### About this task
Wherever "AtomicUsize" appears in a line of the listing, report that line.

━━━━━ Dataset records

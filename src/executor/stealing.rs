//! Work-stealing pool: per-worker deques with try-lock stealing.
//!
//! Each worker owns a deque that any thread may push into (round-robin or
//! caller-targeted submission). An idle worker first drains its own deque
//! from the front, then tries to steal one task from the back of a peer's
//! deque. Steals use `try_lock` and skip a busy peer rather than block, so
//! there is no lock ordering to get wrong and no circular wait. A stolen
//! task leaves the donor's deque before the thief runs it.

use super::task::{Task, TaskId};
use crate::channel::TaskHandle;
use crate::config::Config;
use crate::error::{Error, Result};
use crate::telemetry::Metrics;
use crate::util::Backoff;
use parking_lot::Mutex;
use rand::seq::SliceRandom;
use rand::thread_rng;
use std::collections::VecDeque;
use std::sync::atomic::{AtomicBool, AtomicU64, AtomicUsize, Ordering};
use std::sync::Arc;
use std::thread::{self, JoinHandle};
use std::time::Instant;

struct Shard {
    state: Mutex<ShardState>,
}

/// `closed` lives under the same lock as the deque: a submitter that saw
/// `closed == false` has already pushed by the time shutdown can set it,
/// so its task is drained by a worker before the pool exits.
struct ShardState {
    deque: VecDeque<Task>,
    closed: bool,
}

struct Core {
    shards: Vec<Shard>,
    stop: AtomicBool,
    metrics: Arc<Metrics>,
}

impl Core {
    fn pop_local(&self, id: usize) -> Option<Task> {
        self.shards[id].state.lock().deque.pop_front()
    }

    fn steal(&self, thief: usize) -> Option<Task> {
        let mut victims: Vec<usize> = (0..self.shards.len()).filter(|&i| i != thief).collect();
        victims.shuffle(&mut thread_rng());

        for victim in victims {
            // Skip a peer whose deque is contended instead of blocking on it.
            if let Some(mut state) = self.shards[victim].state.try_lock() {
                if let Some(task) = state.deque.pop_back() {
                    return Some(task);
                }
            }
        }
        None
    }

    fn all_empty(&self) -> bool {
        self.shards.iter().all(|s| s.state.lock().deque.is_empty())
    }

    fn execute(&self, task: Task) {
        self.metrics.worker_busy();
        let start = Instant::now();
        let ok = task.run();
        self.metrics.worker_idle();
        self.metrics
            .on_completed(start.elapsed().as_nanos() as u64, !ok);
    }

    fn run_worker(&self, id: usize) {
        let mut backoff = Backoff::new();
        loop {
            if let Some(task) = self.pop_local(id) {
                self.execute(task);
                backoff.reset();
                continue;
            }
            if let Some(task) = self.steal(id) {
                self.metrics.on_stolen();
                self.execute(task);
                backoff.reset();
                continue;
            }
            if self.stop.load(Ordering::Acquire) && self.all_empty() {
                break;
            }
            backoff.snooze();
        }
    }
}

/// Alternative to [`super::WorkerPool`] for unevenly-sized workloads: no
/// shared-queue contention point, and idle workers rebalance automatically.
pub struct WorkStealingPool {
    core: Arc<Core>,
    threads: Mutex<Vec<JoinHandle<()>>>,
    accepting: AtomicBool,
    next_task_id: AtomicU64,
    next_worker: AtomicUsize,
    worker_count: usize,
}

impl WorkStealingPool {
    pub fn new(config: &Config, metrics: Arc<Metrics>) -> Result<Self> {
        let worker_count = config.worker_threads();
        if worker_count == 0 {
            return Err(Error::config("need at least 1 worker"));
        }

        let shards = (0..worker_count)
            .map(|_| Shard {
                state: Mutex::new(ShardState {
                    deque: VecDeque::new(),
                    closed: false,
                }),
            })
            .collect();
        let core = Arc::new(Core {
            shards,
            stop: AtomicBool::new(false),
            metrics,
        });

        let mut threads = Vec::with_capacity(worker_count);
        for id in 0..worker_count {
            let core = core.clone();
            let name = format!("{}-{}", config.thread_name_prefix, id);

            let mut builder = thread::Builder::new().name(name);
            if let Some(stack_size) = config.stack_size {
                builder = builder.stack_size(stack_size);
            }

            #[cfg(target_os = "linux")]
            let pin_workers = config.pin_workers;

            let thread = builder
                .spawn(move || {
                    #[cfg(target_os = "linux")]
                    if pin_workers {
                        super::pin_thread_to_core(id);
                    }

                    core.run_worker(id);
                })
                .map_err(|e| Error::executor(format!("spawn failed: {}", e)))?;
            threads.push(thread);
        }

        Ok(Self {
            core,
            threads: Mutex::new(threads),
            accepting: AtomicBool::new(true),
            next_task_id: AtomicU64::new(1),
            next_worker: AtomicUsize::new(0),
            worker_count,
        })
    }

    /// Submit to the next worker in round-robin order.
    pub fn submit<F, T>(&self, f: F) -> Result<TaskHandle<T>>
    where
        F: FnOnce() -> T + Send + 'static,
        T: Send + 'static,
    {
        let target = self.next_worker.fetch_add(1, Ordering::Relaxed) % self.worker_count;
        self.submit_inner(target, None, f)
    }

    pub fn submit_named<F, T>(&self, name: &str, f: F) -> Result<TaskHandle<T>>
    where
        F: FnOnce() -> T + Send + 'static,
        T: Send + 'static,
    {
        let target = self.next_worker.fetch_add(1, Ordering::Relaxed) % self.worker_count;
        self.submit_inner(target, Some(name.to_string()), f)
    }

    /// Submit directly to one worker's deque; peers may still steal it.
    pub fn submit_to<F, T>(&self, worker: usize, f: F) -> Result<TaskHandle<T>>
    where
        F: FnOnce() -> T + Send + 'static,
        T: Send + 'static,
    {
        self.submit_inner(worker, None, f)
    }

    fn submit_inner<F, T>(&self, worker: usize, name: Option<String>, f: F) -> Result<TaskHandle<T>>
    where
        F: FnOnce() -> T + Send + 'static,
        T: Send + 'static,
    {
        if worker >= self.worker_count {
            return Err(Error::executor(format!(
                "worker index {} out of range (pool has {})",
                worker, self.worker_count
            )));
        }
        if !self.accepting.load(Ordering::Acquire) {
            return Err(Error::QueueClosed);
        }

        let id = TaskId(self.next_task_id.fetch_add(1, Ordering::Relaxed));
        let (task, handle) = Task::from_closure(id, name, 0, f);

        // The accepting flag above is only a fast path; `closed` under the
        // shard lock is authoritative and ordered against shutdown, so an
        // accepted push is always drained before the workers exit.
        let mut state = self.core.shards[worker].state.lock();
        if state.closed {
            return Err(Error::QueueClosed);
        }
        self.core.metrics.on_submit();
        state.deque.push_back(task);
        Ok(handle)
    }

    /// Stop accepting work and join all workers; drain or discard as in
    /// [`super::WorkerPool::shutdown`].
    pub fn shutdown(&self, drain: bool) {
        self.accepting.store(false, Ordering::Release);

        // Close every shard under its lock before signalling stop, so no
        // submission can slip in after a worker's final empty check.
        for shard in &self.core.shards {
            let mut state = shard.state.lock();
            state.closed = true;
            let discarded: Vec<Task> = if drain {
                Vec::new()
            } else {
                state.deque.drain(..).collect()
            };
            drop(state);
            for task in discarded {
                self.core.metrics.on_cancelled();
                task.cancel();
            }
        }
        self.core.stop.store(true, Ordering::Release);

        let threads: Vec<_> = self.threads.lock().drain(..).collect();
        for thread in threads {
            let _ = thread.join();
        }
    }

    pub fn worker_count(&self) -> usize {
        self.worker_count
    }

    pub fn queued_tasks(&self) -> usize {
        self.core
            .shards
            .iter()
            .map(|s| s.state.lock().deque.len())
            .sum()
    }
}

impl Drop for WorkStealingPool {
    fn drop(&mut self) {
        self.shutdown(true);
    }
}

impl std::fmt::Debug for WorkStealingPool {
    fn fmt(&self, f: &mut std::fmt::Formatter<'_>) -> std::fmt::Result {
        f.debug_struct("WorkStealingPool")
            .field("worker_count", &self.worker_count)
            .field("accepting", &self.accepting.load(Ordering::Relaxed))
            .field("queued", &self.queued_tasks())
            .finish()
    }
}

━━━━━━━━━━
━━━━━ Dataset records

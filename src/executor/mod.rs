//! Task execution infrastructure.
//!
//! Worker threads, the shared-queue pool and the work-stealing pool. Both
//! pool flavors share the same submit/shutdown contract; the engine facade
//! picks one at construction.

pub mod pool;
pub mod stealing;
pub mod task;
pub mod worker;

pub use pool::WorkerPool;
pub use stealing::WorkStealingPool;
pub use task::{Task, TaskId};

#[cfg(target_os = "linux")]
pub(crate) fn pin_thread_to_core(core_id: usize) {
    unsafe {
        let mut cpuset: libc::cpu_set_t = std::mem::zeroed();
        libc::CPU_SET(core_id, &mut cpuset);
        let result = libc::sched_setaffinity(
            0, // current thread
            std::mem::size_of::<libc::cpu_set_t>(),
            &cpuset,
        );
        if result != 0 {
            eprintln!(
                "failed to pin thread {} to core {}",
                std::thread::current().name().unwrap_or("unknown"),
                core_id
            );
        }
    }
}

━━━━━━━━━━

### Answer for the task
use std::sync::atomic::{AtomicBool, AtomicU64, AtomicUsize, Ordering};
    next_worker: AtomicUsize,
            next_worker: AtomicUsize::new(0),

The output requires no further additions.